Problem requirements: Go over these records and count the lines with the string "impl" in them; the count is all that should be returned.

Data records:

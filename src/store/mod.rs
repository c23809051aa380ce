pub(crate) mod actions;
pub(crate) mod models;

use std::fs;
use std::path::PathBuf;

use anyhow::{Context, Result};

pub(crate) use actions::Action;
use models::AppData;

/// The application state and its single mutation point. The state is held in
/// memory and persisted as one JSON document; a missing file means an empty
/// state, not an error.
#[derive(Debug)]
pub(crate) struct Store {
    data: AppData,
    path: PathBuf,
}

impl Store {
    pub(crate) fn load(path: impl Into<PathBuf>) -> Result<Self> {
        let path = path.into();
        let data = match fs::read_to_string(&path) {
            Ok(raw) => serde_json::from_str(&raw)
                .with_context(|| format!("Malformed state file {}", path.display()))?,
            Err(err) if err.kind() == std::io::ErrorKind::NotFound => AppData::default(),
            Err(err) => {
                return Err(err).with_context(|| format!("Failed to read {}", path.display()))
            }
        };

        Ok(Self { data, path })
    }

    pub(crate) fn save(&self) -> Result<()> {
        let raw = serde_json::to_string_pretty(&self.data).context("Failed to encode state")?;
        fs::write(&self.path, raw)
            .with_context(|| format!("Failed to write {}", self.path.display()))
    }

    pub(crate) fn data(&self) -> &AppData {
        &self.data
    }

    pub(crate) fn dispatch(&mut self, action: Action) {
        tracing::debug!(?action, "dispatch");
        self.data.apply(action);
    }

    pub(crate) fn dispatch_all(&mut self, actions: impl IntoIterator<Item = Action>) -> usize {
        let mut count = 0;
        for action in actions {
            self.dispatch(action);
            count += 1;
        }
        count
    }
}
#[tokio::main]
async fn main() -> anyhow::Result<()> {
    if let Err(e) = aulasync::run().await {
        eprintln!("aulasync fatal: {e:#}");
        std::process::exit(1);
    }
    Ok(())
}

Your solution: 3